Looking at the entries, say how many lines contain the string "ConfigError". Offer nothing besides the number.

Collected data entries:

....................

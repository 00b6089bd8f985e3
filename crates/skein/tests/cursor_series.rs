//! Cursors over a live `TestSeries`: traversal, lookup, out-of-order
//! recovery and block reference accounting.

use std::sync::Arc;

use skein::prelude::*;
use skein_test_utils::TestSeries;

fn series(keys: impl IntoIterator<Item = u64>, block_rows: usize) -> Arc<TestSeries<u64, f64>> {
    let series = TestSeries::new(block_rows);
    for key in keys {
        series.append(key, key as f64 / 2.0).unwrap();
    }
    series
}

#[test]
fn forward_scan_sees_every_row_in_order() {
    let series = series((0..50).map(|i| i * 3), 8);
    let mut cursor = series.cursor();
    let mut keys = Vec::new();
    while cursor.move_next().unwrap() {
        let key = cursor.current_key().unwrap();
        assert_eq!(cursor.current_value(), Some(key as f64 / 2.0));
        keys.push(key);
    }
    assert_eq!(keys, (0..50).map(|i| i * 3).collect::<Vec<_>>());
}

#[test]
fn backward_scan_mirrors_forward() {
    let series = series(0..20, 6);
    let mut cursor = series.cursor();
    let mut keys = Vec::new();
    while cursor.move_previous().unwrap() {
        keys.push(cursor.current_key().unwrap());
    }
    assert_eq!(keys, (0..20).rev().collect::<Vec<_>>());
}

#[test]
fn rows_appended_after_exhaustion_are_picked_up() {
    let series = series(0..4, 4);
    let mut cursor = series.cursor();
    for _ in 0..4 {
        assert!(cursor.move_next().unwrap());
    }
    assert!(!cursor.move_next().unwrap());
    assert_eq!(cursor.current_key(), Some(3));

    series.append(4, 2.0).unwrap();
    assert_eq!(series.blocks().len(), 2);
    assert!(cursor.move_next().unwrap());
    assert_eq!(cursor.current_key(), Some(4));
}

#[test]
fn strides_clamp_only_when_partial() {
    let series = series(0..10, 3);
    let mut cursor = series.cursor();
    assert_eq!(cursor.move_by(4, false).unwrap(), 4);
    assert_eq!(cursor.current_key(), Some(3));
    assert_eq!(cursor.move_by(10, false).unwrap(), 0);
    assert_eq!(cursor.current_key(), Some(3));
    assert_eq!(cursor.move_by(10, true).unwrap(), 6);
    assert_eq!(cursor.current_key(), Some(9));
    assert_eq!(cursor.move_by(-9, false).unwrap(), -9);
    assert_eq!(cursor.current_key(), Some(0));
}

#[test]
fn move_at_resolves_across_block_boundaries() {
    let series = series([1, 3, 5, 7, 9], 2);
    let mut cursor = series.cursor();
    assert!(cursor.move_at(&4, Lookup::Ge));
    assert_eq!(cursor.current_key(), Some(5));
    assert!(cursor.move_at(&4, Lookup::Le));
    assert_eq!(cursor.current_key(), Some(3));
    assert!(cursor.move_previous().unwrap());
    assert_eq!(cursor.current_key(), Some(1));
    assert!(!cursor.move_at(&10, Lookup::Gt));
    assert_eq!(cursor.current_key(), Some(1));
    assert!(cursor.move_last());
    assert_eq!(cursor.current_key(), Some(9));
    assert!(cursor.move_first());
    assert_eq!(cursor.current_key(), Some(1));
}

#[test]
fn out_of_order_insert_strands_cursor_until_repositioned() {
    let series = series([10, 20, 30, 40], 8);
    let mut cursor = series.cursor();
    assert!(cursor.move_next().unwrap());
    assert!(cursor.move_next().unwrap());

    series.append(25, 12.5).unwrap();
    let err = cursor.move_next().unwrap_err();
    assert_eq!(err.key(), Some(&20));
    assert_eq!(cursor.current_key(), Some(20));
    assert!(cursor.move_next().is_err());
    assert_eq!(cursor.current_key(), Some(20));

    assert!(cursor.move_at(&20, Lookup::Eq));
    assert!(cursor.move_next().unwrap());
    assert_eq!(cursor.current_key(), Some(25));
    assert_eq!(cursor.current_value(), Some(12.5));
}

#[test]
fn order_bump_before_first_move_aborts() {
    let series = series(0..4, 4);
    let mut cursor = series.cursor();
    series.append(0, 0.0).unwrap();
    let err = cursor.move_next().unwrap_err();
    assert_eq!(err.into_key(), None);
    cursor.reset();
    assert!(cursor.move_next().unwrap());
}

#[test]
fn clone_and_dispose_balance_block_references() {
    let series = series(0..4, 4);
    let mut cursor = series.cursor();
    assert!(cursor.move_next().unwrap());
    let block = cursor.current_block().unwrap().clone();
    let base = block.ref_count();

    let mut copy = cursor.clone();
    assert_eq!(block.ref_count(), base + 1);
    assert_eq!(copy.current_key(), cursor.current_key());
    copy.dispose();
    assert_eq!(block.ref_count(), base);
    assert_eq!(copy.state(), CursorState::Disposed);

    drop(cursor);
    assert_eq!(block.ref_count(), base - 1);
}

#[test]
#[should_panic(expected = "cursor used after dispose")]
fn second_dispose_fails_fast() {
    let series = series(0..2, 4);
    let mut cursor = series.cursor();
    cursor.dispose();
    cursor.dispose();
}

mod proptests {
    use super::*;
    use proptest::prelude::*;

    proptest! {
        #[test]
        fn scan_after_reset_is_sorted(
            keys in proptest::collection::vec(0u64..500, 1..120),
            block_rows in 1usize..10,
        ) {
            let series = TestSeries::<u64, f64>::new(block_rows);
            for &key in &keys {
                series.append(key, key as f64).unwrap();
            }
            let mut cursor = series.cursor();
            cursor.reset();
            let mut seen = Vec::new();
            while cursor.move_next().unwrap() {
                seen.push(cursor.current_key().unwrap());
            }
            let mut expected = keys.clone();
            expected.sort_unstable();
            prop_assert_eq!(seen, expected);
        }
    }
}
//! Recoverable buffer errors.

use std::error::Error;
use std::fmt;

use skein_core::ConfigError;

/// Errors from buffer creation and pooled allocation.
#[derive(Clone, Debug, PartialEq, Eq)]
pub enum BufferError {
    /// Pinning was requested for an element type that owns resources and
    /// therefore cannot be shared through a raw pointer.
    NotPinnable {
        /// The element type.
        type_name: &'static str,
    },
    /// The allocator could not provide the requested buffer.
    AllocationFailed {
        /// Requested length in elements.
        requested: usize,
    },
    /// The requested length overflows when rounded to a power of two.
    LengthOverflow {
        /// Requested length in elements.
        requested: usize,
    },
    /// Pool or buffer configuration is invalid.
    Config(ConfigError),
}

impl fmt::Display for BufferError {
    fn fmt(&self, f: &mut fmt::Formatter<'_>) -> fmt::Result {
        match self {
            Self::NotPinnable { type_name } => {
                write!(f, "element type {type_name} cannot be pinned")
            }
            Self::AllocationFailed { requested } => {
                write!(f, "failed to allocate {requested} elements")
            }
            Self::LengthOverflow { requested } => {
                write!(f, "buffer length {requested} overflows")
            }
            Self::Config(e) => write!(f, "buffer config: {e}"),
        }
    }
}

impl Error for BufferError {
    fn source(&self) -> Option<&(dyn Error + 'static)> {
        match self {
            Self::Config(e) => Some(e),
            _ => None,
        }
    }
}

impl From<ConfigError> for BufferError {
    fn from(e: ConfigError) -> Self {
        Self::Config(e)
    }
}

....................

» **Written solution**
4